Solar farm in Sierra Leone

Baoma Solar Power Station, is a 25 MW solar power plant under construction in Sierra Leone. The first phase of this renewable energy infrastructure with generation capacity of 5 MW is operational and was commercially commissioned in December 2022. The second phase with generation capacity of 20 MW is under construction and is expected to come online in the Q4 of 2023.
It is reported to be the first grid-connected solar farm in the country, built under a public-private partnership.

==Location==
The power station is located in the village of Yamandu, in the Southern Province of the country, near the city of Bo. (This location is different from Yamandu, a town in the Eastern Province of Sierra Leone).

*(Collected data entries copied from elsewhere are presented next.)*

//! Setlist directory layout and writers.
//!
//! ```text
//! <setlists_dir>/<setlist name>/
//!     setlist.json
//!     foundSongs.json  foundParts.json  notFoundParts.json  summary.json
//!     <setlist name> - <part>.pdf        (merged, written by the merge step)
//!     <part>/
//!         1.00. <set name>.pdf
//!         1.01. <full name>.pdf
//!         1.02. <raw title> (NOT FOUND).pdf
//! ```

use serde::Serialize;
use std::collections::BTreeMap;
use std::path::{Path, PathBuf};
use tracing::{debug, info};

use crate::error::Result;
use crate::models::{PartSpec, SetDivider, SetlistSpec};
use crate::pdf::TextPage;
use crate::resolve::Resolution;
use crate::safety::{validate_dir_name, validate_output_dir};

pub const SETLIST_FILE: &str = "setlist.json";
pub const FOUND_SONGS_FILE: &str = "foundSongs.json";
pub const FOUND_PARTS_FILE: &str = "foundParts.json";
pub const NOT_FOUND_PARTS_FILE: &str = "notFoundParts.json";
pub const SUMMARY_FILE: &str = "summary.json";
pub const ALL_SONGS_FILE: &str = "allSongs.json";

/// Paths inside one setlist's output directory.
#[derive(Debug, Clone, PartialEq, Eq)]
pub struct SetlistLayout {
    pub name: String,
    pub dir: PathBuf,
}

impl SetlistLayout {
    /// Fails unless `name` is a single plain folder name.
    pub fn new(setlists_dir: &Path, name: &str) -> Result<Self> {
        validate_dir_name(name)?;
        Ok(Self {
            name: name.to_string(),
            dir: setlists_dir.join(name),
        })
    }

    pub fn part_dir(&self, part: &str) -> PathBuf {
        self.dir.join(part)
    }

    /// Merged book for one part: "<setlist> - <part>.pdf"
    pub fn merged_file(&self, part: &str) -> PathBuf {
        self.dir.join(format!("{} - {}.pdf", self.name, part))
    }

    pub fn summary_file(&self) -> PathBuf {
        self.dir.join(SUMMARY_FILE)
    }
}

/// `setlist.json`: the setlist as configured, including its parts.
#[derive(Serialize)]
struct SetlistSnapshot<'a> {
    #[serde(flatten)]
    setlist: &'a SetlistSpec,
    parts: Vec<&'a str>,
}

fn write_json<T: Serialize + ?Sized>(path: &Path, value: &T) -> Result<()> {
    let json = serde_json::to_string_pretty(value)?;
    std::fs::write(path, json)?;
    Ok(())
}

/// Wipe and recreate the setlist directory with one folder per part.
///
/// Refuses to touch a directory that overlaps any score source or would take
/// one of `reserved_dirs` with it.
pub fn bootstrap_setlist_dir(
    layout: &SetlistLayout,
    setlist: &SetlistSpec,
    parts: &PartSpec,
    source_dirs: &[&Path],
    reserved_dirs: &[PathBuf],
) -> Result<()> {
    validate_output_dir(&layout.dir, source_dirs, reserved_dirs)?;

    if layout.dir.exists() {
        debug!("Removing previous output {}", layout.dir.display());
        std::fs::remove_dir_all(&layout.dir)?;
    }
    std::fs::create_dir_all(&layout.dir)?;

    let snapshot = SetlistSnapshot {
        setlist,
        parts: parts.parts().collect(),
    };
    write_json(&layout.dir.join(SETLIST_FILE), &snapshot)?;

    for part in parts.parts() {
        validate_dir_name(part)?;
        std::fs::create_dir(layout.part_dir(part))?;
    }
    info!("Prepared {} part folders in {}", parts.len(), layout.dir.display());
    Ok(())
}

/// Counts of files written by `write_resolution`.
#[derive(Debug, Default, Clone, Copy, PartialEq, Eq)]
pub struct WriteStats {
    pub dividers: usize,
    pub placeholders: usize,
    pub copies: usize,
}

fn write_divider(part_dir: &Path, divider: &SetDivider) -> Result<()> {
    TextPage::divider(&divider.name).write_to(&part_dir.join(divider.file_name()))
}

/// Populate every part folder: set dividers, placeholders and renamed copies.
pub fn write_resolution(layout: &SetlistLayout, resolution: &Resolution) -> Result<WriteStats> {
    let mut stats = WriteStats::default();

    for part in &resolution.parts {
        let part_dir = layout.part_dir(&part.part);
        std::fs::create_dir_all(&part_dir)?;

        for divider in &resolution.dividers {
            write_divider(&part_dir, divider)?;
            stats.dividers += 1;
        }

        for placeholder in &part.placeholders {
            let path = part_dir.join(format!("{}.pdf", placeholder.file_stem));
            TextPage::placeholder(&placeholder.text).write_to(&path)?;
            stats.placeholders += 1;
        }

        for song in &part.found {
            let dest = part_dir.join(song.output_file_name());
            std::fs::copy(&song.record.file_path, &dest)?;
            stats.copies += 1;
        }
        debug!("{}: {} files", part.part, part.found.len() + part.placeholders.len());
    }

    info!(
        "Wrote {} copies, {} placeholders, {} dividers",
        stats.copies, stats.placeholders, stats.dividers
    );
    Ok(stats)
}

/// Write `foundSongs.json`, `foundParts.json` and `notFoundParts.json`.
pub fn write_debug_dumps(layout: &SetlistLayout, resolution: &Resolution) -> Result<()> {
    write_json(&layout.dir.join(FOUND_SONGS_FILE), &resolution.found_songs_json())?;
    write_json(&layout.dir.join(FOUND_PARTS_FILE), &resolution.found_parts_json())?;
    write_json(&layout.dir.join(NOT_FOUND_PARTS_FILE), &resolution.not_found_parts_json())?;
    Ok(())
}

/// Rebuild `all_dir` as one folder per instrument holding every catalogued file.
///
/// Writes the instrument -> files index as `allSongs.json` and returns the
/// number of files copied. Files sharing a base name within one instrument
/// overwrite each other.
pub fn write_instrument_library(
    all_dir: &Path,
    by_instrument: &BTreeMap<String, Vec<String>>,
    source_dirs: &[&Path],
    reserved_dirs: &[PathBuf],
) -> Result<usize> {
    validate_output_dir(all_dir, source_dirs, reserved_dirs)?;
    if all_dir.exists() {
        std::fs::remove_dir_all(all_dir)?;
    }
    std::fs::create_dir_all(all_dir)?;
    write_json(&all_dir.join(ALL_SONGS_FILE), by_instrument)?;

    let mut copied = 0;
    for (instrument, files) in by_instrument {
        let dir = all_dir.join(instrument);
        std::fs::create_dir_all(&dir)?;
        for file in files {
            let source = Path::new(file);
            let Some(name) = source.file_name() else {
                continue;
            };
            std::fs::copy(source, dir.join(name))?;
            copied += 1;
        }
    }
    Ok(copied)
}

Yamandu in Sierra Leone's Southern Province is approximately 45 km by road, northwest of Bo City. This is approximately 240 km, by road southeast of Freetown, the country's capital.

==Overview==
The power station design calls for generation capacity of 25 megawatts. The solar farm was constructed in two phases. Phase 1, also referred to as Baoma 1 Solar Power Station (Baoma 1), with capacity of 5 MW was commercially commissioned in December 2022. The second phase with generation capacity of 20MW is under construction and is expected online in 2023, to increase capacity to 25 megawatts. The output of this solar farm is sold directly to the Electricity Distribution and Supply Authority (EDSA), the national electricity distribution utility company, for integration into the national grid.

==Developers==
The power station was developed and is operated by Serengeti Energy Limited, an independent power producer (IPP) headquartered in Nairobi, Kenya that focuses on sub-Saharan Africa.
Collaboration with Sierra Leone authorities was instrumental in achieving completion.

==Construction timeline and costs==
The first phase reached commercial commissioning in 2022. The second and final phase is expected online in or after 2023. The entire constructing is expected to cost US$35 million.